I arrived at the store and went in and bought the paper. I took it home. Then I began to write my sermon. I researched it using books that came through a complex system of authors, publishers, editors, book manufacturers, warehouses, transportation systems, stores and online dealers, and delivery services.

I type my sermon on the computer. Oh my goodness, the computer connects me to a web of systems and workers and infrastructure that is beyond my wildest dream. I finish my sermon. I print it out on my printer, which is yet another piece of equipment that was designed, manufactured, marketed, and sold by others. I just put a new ink cartridge in it, which required another entire system of people.

I take my sermon off the printer. I drive to church. Do I have to tell you how many people did work to make that possible? To make this place possible? And here I am. I hold in my hand the end product. One single piece of paper on which my sermon has been typed.

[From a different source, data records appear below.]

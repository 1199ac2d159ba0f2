//! Secret store abstraction
//!
//! Secrets are opaque values injected by the surrounding runner environment
//! only when the trigger context allows it; pull requests from forks never
//! receive them. An absent secret is an expected configuration state, so the
//! lookup surface is `Option`, never an error. Secret values are never
//! logged and never defaulted.

use std::collections::HashMap;

/// Lookup interface for named secrets
pub trait SecretStore: Send + Sync {
    /// Look up a secret by name, `None` when unavailable
    fn lookup(&self, name: &str) -> Option<String>;

    /// Check availability without exposing the value
    fn available(&self, name: &str) -> bool {
        self.lookup(name).is_some()
    }
}

/// Secret store backed by the process environment
///
/// CI runners inject secrets as environment variables when the trigger
/// context permits; an unset or empty variable counts as unavailable.
#[derive(Debug, Clone, Default)]
pub struct EnvSecretStore;

impl EnvSecretStore {
    pub fn new() -> Self {
        Self
    }
}

impl SecretStore for EnvSecretStore {
    fn lookup(&self, name: &str) -> Option<String> {
        match std::env::var(name) {
            Ok(value) if !value.is_empty() => Some(value),
            _ => None,
        }
    }
}

/// Fixed in-memory secret store
///
/// Used by tests and by workflow-call embedding, where the caller hands the
/// embedded run an explicit secret set.
#[derive(Debug, Clone, Default)]
pub struct StaticSecretStore {
    values: HashMap<String, String>,
}

impl StaticSecretStore {
    /// Store with no secrets at all (the fork pull-request context)
    pub fn empty() -> Self {
        Self::default()
    }

    /// Add a secret, builder style
    pub fn with(mut self, name: &str, value: &str) -> Self {
        self.values.insert(name.to_string(), value.to_string());
        self
    }

    /// Insert a secret
    pub fn insert(&mut self, name: String, value: String) {
        self.values.insert(name, value);
    }
}

impl SecretStore for StaticSecretStore {
    fn lookup(&self, name: &str) -> Option<String> {
        self.values.get(name).cloned()
    }
}
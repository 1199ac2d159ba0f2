//! Guard predicates over platform and trigger kind

use serde::{Deserialize, Serialize};
use std::fmt;

/// Operating-system target of a matrix run
#[derive(Debug, Clone, Copy, PartialEq, Eq, Hash, Serialize, Deserialize)]
#[serde(rename_all = "kebab-case")]
pub enum Platform {
    Linux,
    Macos,
    Windows,
}

impl Platform {
    /// All platforms, in matrix declaration order
    pub const ALL: [Platform; 3] = [Platform::Linux, Platform::Macos, Platform::Windows];

    pub fn as_str(&self) -> &'static str {
        match self {
            Platform::Linux => "linux",
            Platform::Macos => "macos",
            Platform::Windows => "windows",
        }
    }
}

impl fmt::Display for Platform {
    fn fmt(&self, f: &mut fmt::Formatter<'_>) -> fmt::Result {
        f.write_str(self.as_str())
    }
}

/// Kind of event that triggered a run
///
/// Determines secret availability (fork pull requests never receive
/// repository secrets) and guard evaluation.
#[derive(Debug, Clone, Copy, PartialEq, Eq, Hash, Serialize, Deserialize)]
#[serde(rename_all = "kebab-case")]
pub enum TriggerKind {
    Push,
    PullRequest,
    WorkflowCall,
}

impl TriggerKind {
    /// All trigger kinds
    pub const ALL: [TriggerKind; 3] = [
        TriggerKind::Push,
        TriggerKind::PullRequest,
        TriggerKind::WorkflowCall,
    ];

    pub fn as_str(&self) -> &'static str {
        match self {
            TriggerKind::Push => "push",
            TriggerKind::PullRequest => "pull-request",
            TriggerKind::WorkflowCall => "workflow-call",
        }
    }
}

impl fmt::Display for TriggerKind {
    fn fmt(&self, f: &mut fmt::Formatter<'_>) -> fmt::Result {
        f.write_str(self.as_str())
    }
}

/// A boolean predicate gating whether a step executes
///
/// Represented as data rather than code: an optional platform allow-list,
/// an optional trigger allow-list, and a list of denied (platform, trigger)
/// combinations. The default guard always passes.
#[derive(Debug, Clone, Default, PartialEq, Eq)]
pub struct Guard {
    /// Platforms the step runs on (None = any)
    pub platforms: Option<Vec<Platform>>,

    /// Triggers the step runs on (None = any)
    pub triggers: Option<Vec<TriggerKind>>,

    /// Denied (platform, trigger) combinations
    pub unless: Vec<(Platform, TriggerKind)>,
}

impl Guard {
    /// Guard that passes for every (platform, trigger) pair
    pub fn always() -> Self {
        Guard::default()
    }

    /// Guard restricted to a single platform
    pub fn on_platform(platform: Platform) -> Self {
        Guard {
            platforms: Some(vec![platform]),
            ..Guard::default()
        }
    }

    /// Add a denied (platform, trigger) combination
    pub fn unless(mut self, platform: Platform, trigger: TriggerKind) -> Self {
        self.unless.push((platform, trigger));
        self
    }

    /// Evaluate the guard for a (platform, trigger) pair
    pub fn evaluate(&self, platform: Platform, trigger: TriggerKind) -> bool {
        if let Some(platforms) = &self.platforms {
            if !platforms.contains(&platform) {
                return false;
            }
        }

        if let Some(triggers) = &self.triggers {
            if !triggers.contains(&trigger) {
                return false;
            }
        }

        !self.unless.contains(&(platform, trigger))
    }
}
//! Pipeline execution engine and matrix fan-out

pub mod engine;
pub mod matrix;

pub use engine::{build_report, EventHandler, ExecutionEngine, RunEvent, RunReport, StepReport};
pub use matrix::{run_matrix, MatrixReport};
//! Matrix fan-out - one independent run per platform

use crate::{
    core::{PipelineConfig, PipelineRun, Platform, TriggerKind},
    execution::engine::{EventHandler, ExecutionEngine, RunReport},
    runner::CommandRunner,
    secrets::SecretStore,
};
use serde::{Deserialize, Serialize};
use std::sync::Arc;
use tracing::info;

/// Reports from every matrix cell, in platform declaration order
#[derive(Debug, Clone, Serialize, Deserialize)]
pub struct MatrixReport {
    pub runs: Vec<RunReport>,
}

impl MatrixReport {
    /// Check if every run completed
    pub fn is_success(&self) -> bool {
        self.runs.iter().all(|r| r.is_success())
    }

    /// Exit code for the matrix: 0 when all runs completed, the first
    /// halted run's exit code otherwise
    pub fn exit_code(&self) -> i32 {
        self.runs
            .iter()
            .map(|r| r.exit_code)
            .find(|code| *code != 0)
            .unwrap_or(0)
    }
}

/// Execute one run per platform and collect the reports
///
/// Each platform gets its own `PipelineRun` built fresh from the
/// configuration - no state object is threaded between cells, so the runs
/// are safe to execute concurrently on independent workers. The runs are
/// order-insensitive relative to each other; only the ordering within each
/// run is guaranteed. A halted run does not cancel its siblings; sibling
/// cancellation is the surrounding orchestration's policy, not this
/// component's.
pub async fn run_matrix<R>(
    config: &PipelineConfig,
    platforms: &[Platform],
    trigger: TriggerKind,
    runner: Arc<R>,
    secrets: Arc<dyn SecretStore>,
    handler: Option<EventHandler>,
) -> MatrixReport
where
    R: CommandRunner + 'static,
{
    info!(
        "fanning out pipeline '{}' across {} platform(s)",
        config.name,
        platforms.len()
    );

    let mut tasks = Vec::with_capacity(platforms.len());
    for &platform in platforms {
        let mut run = PipelineRun::from_config(config, platform, trigger);
        let runner = runner.clone();
        let secrets = secrets.clone();
        let handler = handler.clone();

        tasks.push(tokio::spawn(async move {
            let mut engine = ExecutionEngine::with_shared(runner);
            if let Some(handler) = handler {
                engine.add_event_handler(move |event| handler(event));
            }
            engine.execute(&mut run, secrets.as_ref()).await
        }));
    }

    let mut runs = Vec::with_capacity(tasks.len());
    for task in tasks {
        match task.await {
            Ok(report) => runs.push(report),
            Err(e) => {
                // A panicked cell is a defect in the runner, not a gate
                // outcome; surface it loudly rather than dropping the cell.
                tracing::error!("matrix cell task failed: {}", e);
            }
        }
    }

    MatrixReport { runs }
}
//! Core domain models for gantry
//!
//! This module defines the fundamental data structures that represent
//! pipeline runs, steps, guards and their configuration.

pub mod config;
pub mod context;
pub mod guard;
pub mod pipeline;
pub mod state;
pub mod step;
pub mod workflow;

pub use config::{ConfigError, PipelineConfig, StepConfig};
pub use context::*;
pub use guard::*;
pub use pipeline::*;
pub use state::*;
pub use step::*;
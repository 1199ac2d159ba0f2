//! gantry - a matrix CI gate evaluator and step runner

pub mod cli;
pub mod core;
pub mod execution;
pub mod runner;
pub mod secrets;

// Re-export commonly used types
pub use crate::core::{
    ConfigError, GateOutcome, Guard, PipelineConfig, PipelineRun, Platform, RunContext, RunState,
    RunStatus, SkipReason, Step, StepDecision, StepStatus, TriggerKind,
};
pub use execution::{run_matrix, ExecutionEngine, MatrixReport, RunEvent, RunReport};
pub use runner::{CommandOutput, CommandRunner, RunnerError, ShellRunner};
pub use secrets::{EnvSecretStore, SecretStore, StaticSecretStore};
//! Main execution engine - runs one matrix cell top to bottom

use crate::{
    core::{
        GateOutcome, PipelineRun, RunContext, RunStatus, SkipReason, StepStatus,
    },
    runner::CommandRunner,
    secrets::SecretStore,
};
use chrono::{DateTime, Utc};
use serde::{Deserialize, Serialize};
use std::sync::Arc;
use tracing::{debug, error, info, warn};
use uuid::Uuid;

/// Events that occur during a run
#[derive(Debug, Clone)]
pub enum RunEvent {
    RunStarted {
        run_id: Uuid,
        pipeline: String,
        platform: String,
        trigger: String,
    },
    StepStarted {
        step: String,
    },
    StepSkipped {
        step: String,
        reason: SkipReason,
    },
    StepSucceeded {
        step: String,
    },
    StepFailed {
        step: String,
        exit_code: Option<i32>,
        error: String,
    },
    RunFinished {
        run_id: Uuid,
        status: RunStatus,
        exit_code: i32,
    },
}

/// Type for event handlers
pub type EventHandler = Arc<dyn Fn(RunEvent) + Send + Sync>;

/// Final report for one matrix run
#[derive(Debug, Clone, Serialize, Deserialize)]
pub struct RunReport {
    pub run_id: Uuid,
    pub pipeline: String,
    pub platform: String,
    pub trigger: String,
    pub status: RunStatus,
    /// 0 if all non-skipped steps succeeded, the failing step's exit code
    /// otherwise
    pub exit_code: i32,
    pub started_at: Option<DateTime<Utc>>,
    pub finished_at: Option<DateTime<Utc>>,
    pub steps: Vec<StepReport>,
}

/// Terminal state of one step within a report
#[derive(Debug, Clone, Serialize, Deserialize)]
pub struct StepReport {
    pub name: String,
    pub status: StepStatus,
}

impl RunReport {
    /// Names of steps that executed, in declaration order
    pub fn executed(&self) -> Vec<&str> {
        self.steps
            .iter()
            .filter(|s| {
                matches!(
                    s.status,
                    StepStatus::Succeeded { .. } | StepStatus::Failed { .. }
                )
            })
            .map(|s| s.name.as_str())
            .collect()
    }

    /// Names of steps bypassed by a gate, in declaration order
    pub fn skipped(&self) -> Vec<&str> {
        self.steps
            .iter()
            .filter(|s| matches!(s.status, StepStatus::Skipped { .. }))
            .map(|s| s.name.as_str())
            .collect()
    }

    pub fn is_success(&self) -> bool {
        self.status == RunStatus::Completed
    }
}

/// Executes the steps of one `PipelineRun` strictly in declaration order
///
/// Per step: the secret gate and the guard are evaluated independently; a
/// closed gate skips the step silently. An executed step that exits non-zero
/// halts the run immediately - no retry, no partial continuation. Skips
/// never affect the exit code.
pub struct ExecutionEngine<R> {
    runner: Arc<R>,
    handlers: Vec<EventHandler>,
}

impl<R: CommandRunner + 'static> ExecutionEngine<R> {
    pub fn new(runner: R) -> Self {
        Self {
            runner: Arc::new(runner),
            handlers: Vec::new(),
        }
    }

    /// Build an engine around an already-shared runner
    pub fn with_shared(runner: Arc<R>) -> Self {
        Self {
            runner,
            handlers: Vec::new(),
        }
    }

    /// Add an event handler
    pub fn add_event_handler<F>(&mut self, handler: F)
    where
        F: Fn(RunEvent) + Send + Sync + 'static,
    {
        self.handlers.push(Arc::new(handler));
    }

    /// Emit an event to all handlers
    fn emit(&self, event: RunEvent) {
        for handler in &self.handlers {
            handler(event.clone());
        }
    }

    /// Execute the run top to bottom and produce its report
    pub async fn execute(
        &self,
        run: &mut PipelineRun,
        secrets: &dyn SecretStore,
    ) -> RunReport {
        let run_id = run.state.run_id;
        info!(
            "starting run: {} [{} / {}] ({})",
            run.name, run.platform, run.trigger, run_id
        );

        run.state.start();
        self.emit(RunEvent::RunStarted {
            run_id,
            pipeline: run.name.clone(),
            platform: run.platform.to_string(),
            trigger: run.trigger.to_string(),
        });

        let mut context = RunContext::new(run.platform, run.trigger);
        let mut halt_code: Option<i32> = None;

        for index in 0..run.steps.len() {
            let step = run.steps[index].clone();

            match step.gate(run.platform, run.trigger, secrets) {
                GateOutcome::Skip(reason) => {
                    info!("skipping step '{}': {}", step.name, reason);
                    run.steps[index].status = StepStatus::Skipped {
                        reason: reason.clone(),
                    };
                    run.state.skipped_steps += 1;
                    self.emit(RunEvent::StepSkipped {
                        step: step.name.clone(),
                        reason,
                    });
                    continue;
                }
                GateOutcome::Execute => {}
            }

            let started_at = Utc::now();
            run.steps[index].status = StepStatus::Running { started_at };
            self.emit(RunEvent::StepStarted {
                step: step.name.clone(),
            });

            // Declared assignments become visible to this and every later
            // step.
            context.extend(&step.env);
            let command = context.render(&step.command);
            debug!("step '{}' command: {}", step.name, command);

            // Secrets ride along in the command's environment only; they
            // are never exported to the context and never logged.
            let mut env = context.env.clone();
            for name in &step.secrets {
                if let Some(value) = secrets.lookup(name) {
                    env.insert(name.clone(), value);
                }
            }

            let outcome = self.runner.run(&command, &env).await;
            let finished_at = Utc::now();
            run.state.executed_steps += 1;

            match outcome {
                Ok(output) if output.success() => {
                    info!("step '{}' succeeded", step.name);
                    run.steps[index].status = StepStatus::Succeeded {
                        started_at,
                        finished_at,
                    };
                    self.emit(RunEvent::StepSucceeded {
                        step: step.name.clone(),
                    });
                }
                Ok(output) => {
                    let error = failure_summary(&output.stderr, &output.stdout);
                    warn!(
                        "step '{}' failed with exit code {}",
                        step.name, output.exit_code
                    );
                    run.steps[index].status = StepStatus::Failed {
                        exit_code: Some(output.exit_code),
                        error: error.clone(),
                        started_at,
                        finished_at,
                    };
                    self.emit(RunEvent::StepFailed {
                        step: step.name.clone(),
                        exit_code: Some(output.exit_code),
                        error,
                    });
                    halt_code = Some(output.exit_code);
                }
                Err(e) => {
                    let error = e.to_string();
                    error!("step '{}' could not be dispatched: {}", step.name, error);
                    run.steps[index].status = StepStatus::Failed {
                        exit_code: None,
                        error: error.clone(),
                        started_at,
                        finished_at,
                    };
                    self.emit(RunEvent::StepFailed {
                        step: step.name.clone(),
                        exit_code: None,
                        error,
                    });
                    halt_code = Some(1);
                }
            }

            // Fail fast: the first failed step ends the run; later steps
            // are never attempted.
            if halt_code.is_some() {
                break;
            }
        }

        match halt_code {
            Some(code) => run.state.halt(code),
            None => run.state.complete(),
        }

        let exit_code = run.state.exit_code.unwrap_or(0);
        info!(
            "run finished: {} [{}] - {:?} (exit {})",
            run.name, run.platform, run.state.status, exit_code
        );
        self.emit(RunEvent::RunFinished {
            run_id,
            status: run.state.status,
            exit_code,
        });

        build_report(run)
    }
}

/// Condense command output into a one-line failure summary
fn failure_summary(stderr: &str, stdout: &str) -> String {
    let last_line = |text: &str| {
        text.lines()
            .rev()
            .find(|line| !line.trim().is_empty())
            .map(|line| line.trim().to_string())
    };

    last_line(stderr)
        .or_else(|| last_line(stdout))
        .unwrap_or_else(|| "command exited non-zero".to_string())
}

/// Build the final report from a finished run
pub fn build_report(run: &PipelineRun) -> RunReport {
    RunReport {
        run_id: run.state.run_id,
        pipeline: run.name.clone(),
        platform: run.platform.to_string(),
        trigger: run.trigger.to_string(),
        status: run.state.status,
        exit_code: run.state.exit_code.unwrap_or(0),
        started_at: run.state.started_at,
        finished_at: run.state.finished_at,
        steps: run
            .steps
            .iter()
            .map(|s| StepReport {
                name: s.name.clone(),
                status: s.status.clone(),
            })
            .collect(),
    }
}
//! Browser error types.
//!
//! Only load failures are errors. A detail request for an unknown id is a
//! reported condition carried by the render plan, and an empty result set is
//! a normal plan with `is_empty` set.

use catalog_ingest::IngestError;
use catalog_model::ModelError;
use thiserror::Error;

/// The data source failed or produced data that cannot form a catalog.
///
/// Puts the session into the error state until a reload is requested.
#[derive(Error, Debug, Clone, PartialEq, Eq)]
pub enum LoadError {
    /// The source could not be read.
    #[error("failed to load destinations: {reason}")]
    Source {
        /// Description of what went wrong.
        reason: String,
    },

    /// The source was read but its content is unusable.
    #[error("destination data is invalid: {reason}")]
    InvalidData {
        /// Description of what went wrong.
        reason: String,
    },
}

impl LoadError {
    pub fn source(err: impl std::fmt::Display) -> Self {
        Self::Source {
            reason: err.to_string(),
        }
    }

    pub fn invalid_data(err: impl std::fmt::Display) -> Self {
        Self::InvalidData {
            reason: err.to_string(),
        }
    }
}

impl From<IngestError> for LoadError {
    fn from(err: IngestError) -> Self {
        match &err {
            IngestError::FileRead { .. } => Self::source(&err),
            IngestError::Parse { .. } | IngestError::InvalidItem { .. } => Self::invalid_data(&err),
        }
    }
}

impl From<ModelError> for LoadError {
    fn from(err: ModelError) -> Self {
        Self::invalid_data(err)
    }
}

How many people are responsible for helping put this sermon on this one piece of paper? Do you see how much we need each other in this world? Do you see how God uses this wondrous web of people fulfilling their vocations to bring his love to the world?

Everywhere I go and everything I do depends upon a wondrous web of people who are fulfilling their vocations, from lumber crew to office store clerk to the person who made the key that opens the door of the church. They mask the common grace and goodness of God, who keeps this world turning and holding together and functioning with life and strength and skill. He does his work through our hands. By virtue of that wondrous web, and the Spirit who animates it and keeps it operating, here is my sermon for this morning.

Next week, we’ll do it all over again.

Until then, let us live quiet lives, mind our own affairs, and do our daily work well and with God’s strength. In this way, we’ll be part of the wondrous web of humanity that brings God’s love and peace to the world. Amen.